WORK TASK: All of the data must be returned word for word.
::: RECORD EXTRACTS :::
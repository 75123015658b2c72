//! Operation graph for one function.
//!
//! This is the program representation the scheduler and the liveness analysis
//! operate on: an arena of p-code style [`Operation`]s connected to an arena of
//! [`Value`]s (varnodes). It exposes exactly the queries and mutators the
//! transformation core needs:
//!
//! - enumeration of live operations and values, optionally by space or storage address
//! - per-operation opcode, inputs, output, block and flags
//! - per-value size, space, writer, readers, constant status and known-nonzero bits
//! - destruction of operations, removal of outputs and input replacement
//! - dead-code eligibility of storage spaces
//! - call-site and return prototypes
//!
//! Graphs are usually assembled with [`FunctionBuilder`].

mod builder;
mod callspec;
mod function;
mod nzmask;
mod op;
mod opcode;
mod value;

pub use builder::{BlockContext, FunctionBuilder, FunctionContext};
pub use callspec::{CallSpec, ReturnPrototype};
pub use function::Function;
pub use op::{BlockId, OpFlags, OpId, Operation};
pub use opcode::OpCode;
pub use value::{Space, SpaceSet, Value, ValueFlags, ValueId};
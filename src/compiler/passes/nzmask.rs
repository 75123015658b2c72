use crate::{
    analysis::Function,
    compiler::{context::PassContext, pass::Action},
    Result,
};

/// Recomputes the known-nonzero mask of every value.
///
/// The liveness analysis narrows return values and call arguments by these
/// masks, so they must be fresh before dead-code removal runs.
pub struct NonzeroMaskAction;

impl Action for NonzeroMaskAction {
    fn name(&self) -> &'static str {
        "nzmask"
    }

    fn group(&self) -> &'static str {
        "analysis"
    }

    fn description(&self) -> &'static str {
        "Recomputes known-nonzero bit masks"
    }

    fn apply(&self, func: &mut Function, _ctx: &mut PassContext) -> Result<usize> {
        Ok(func.recompute_nonzero_masks())
    }
}
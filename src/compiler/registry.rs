//! The pass registry.
//!
//! The registry owns the universal [`Catalog`], a table of named
//! [`GroupList`]s and a cache of the pipelines derived from them. Every named
//! pipeline is a restriction of the one catalog, so new pipelines are made by
//! cloning and toggling group lists instead of re-authoring unit lists.
//!
//! # Cache invariant
//!
//! A cached pipeline always corresponds to the group list registered under
//! the same name. Every edit of a list drops its cached pipeline (and the
//! pipelines derived from it) before the next use.
//!
//! Once the active root is derived, its list and the lists of every base it
//! is restricted to can only change through the hot-swap operations
//! ([`PassRegistry::replace_group_list`] and [`PassRegistry::toggle_group`]),
//! which re-derive the active root or leave everything as it was.
//!
//! # Example
//!
//! ```rust
//! use std::sync::Arc;
//! use pcodeflow::{PassRegistry, SchedulerConfig};
//!
//! let mut registry = PassRegistry::standard(SchedulerConfig::default())?;
//! registry.register_group_list("mini", ["base"])?;
//!
//! let mini = registry.derive("mini")?;
//! assert!(Arc::ptr_eq(&mini, &registry.derive("mini")?));
//!
//! let wider = registry.toggle_group("mini", "analysis", true)?;
//! assert!(wider.contains("identity"));
//! # Ok::<(), pcodeflow::Error>(())
//! ```

use std::{
    collections::{HashMap, HashSet},
    sync::Arc,
};

use crate::{
    compiler::{
        catalog::Catalog, config::SchedulerConfig, pipeline::Pipeline, standard,
    },
    Error, Result,
};

/// An ordered set of group tags.
#[derive(Debug, Clone, Default, PartialEq, Eq)]
pub struct GroupList {
    tags: Vec<String>,
}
:::
EXERCISE RESPONSE:
repository 75123015658b2c72
//! Operation graph for one function.
//!
//! This is the program representation the scheduler and the liveness analysis
//! operate on: an arena of p-code style [`Operation`]s connected to an arena of
//! [`Value`]s (varnodes). It exposes exactly the queries and mutators the
//! transformation core needs:
//!
//! - enumeration of live operations and values, optionally by space or storage address
//! - per-operation opcode, inputs, output, block and flags
//! - per-value size, space, writer, readers, constant status and known-nonzero bits
//! - destruction of operations, removal of outputs and input replacement
//! - dead-code eligibility of storage spaces
//! - call-site and return prototypes
//!
//! Graphs are usually assembled with [`FunctionBuilder`].

mod builder;
mod callspec;
mod function;
mod nzmask;
mod op;
mod opcode;
mod value;

pub use builder::{BlockContext, FunctionBuilder, FunctionContext};
pub use callspec::{CallSpec, ReturnPrototype};
pub use function::Function;
pub use op::{BlockId, OpFlags, OpId, Operation};
pub use opcode::OpCode;
pub use value::{Space, SpaceSet, Value, ValueFlags, ValueId};
filename src/compiler/passes/nzmask.rs
repository 75123015658b2c72
use crate::{
    analysis::Function,
    compiler::{context::PassContext, pass::Action},
    Result,
};

/// Recomputes the known-nonzero mask of every value.
///
/// The liveness analysis narrows return values and call arguments by these
/// masks, so they must be fresh before dead-code removal runs.
pub struct NonzeroMaskAction;

impl Action for NonzeroMaskAction {
    fn name(&self) -> &'static str {
        "nzmask"
    }

    fn group(&self) -> &'static str {
        "analysis"
    }

    fn description(&self) -> &'static str {
        "Recomputes known-nonzero bit masks"
    }

    fn apply(&self, func: &mut Function, _ctx: &mut PassContext) -> Result<usize> {
        Ok(func.recompute_nonzero_masks())
    }
}
filename src/compiler/registry.rs
//! The pass registry.
//!
//! The registry owns the universal [`Catalog`], a table of named
//! [`GroupList`]s and a cache of the pipelines derived from them. Every named
//! pipeline is a restriction of the one catalog, so new pipelines are made by
//! cloning and toggling group lists instead of re-authoring unit lists.
//!
//! # Cache invariant
//!
//! A cached pipeline always corresponds to the group list registered under
//! the same name. Every edit of a list drops its cached pipeline (and the
//! pipelines derived from it) before the next use.
//!
//! Once the active root is derived, its list and the lists of every base it
//! is restricted to can only change through the hot-swap operations
//! ([`PassRegistry::replace_group_list`] and [`PassRegistry::toggle_group`]),
//! which re-derive the active root or leave everything as it was.
//!
//! # Example
//!
//! ```rust
//! use std::sync::Arc;
//! use pcodeflow::{PassRegistry, SchedulerConfig};
//!
//! let mut registry = PassRegistry::standard(SchedulerConfig::default())?;
//! registry.register_group_list("mini", ["base"])?;
//!
//! let mini = registry.derive("mini")?;
//! assert!(Arc::ptr_eq(&mini, &registry.derive("mini")?));
//!
//! let wider = registry.toggle_group("mini", "analysis", true)?;
//! assert!(wider.contains("identity"));
//! # Ok::<(), pcodeflow::Error>(())
//! ```

use std::{
    collections::{HashMap, HashSet},
    sync::Arc,
};

use crate::{
    compiler::{
        catalog::Catalog, config::SchedulerConfig, pipeline::Pipeline, standard,
    },
    Error, Result,
};

/// An ordered set of group tags.
#[derive(Debug, Clone, Default, PartialEq, Eq)]
pub struct GroupList {
    tags: Vec<String>,
}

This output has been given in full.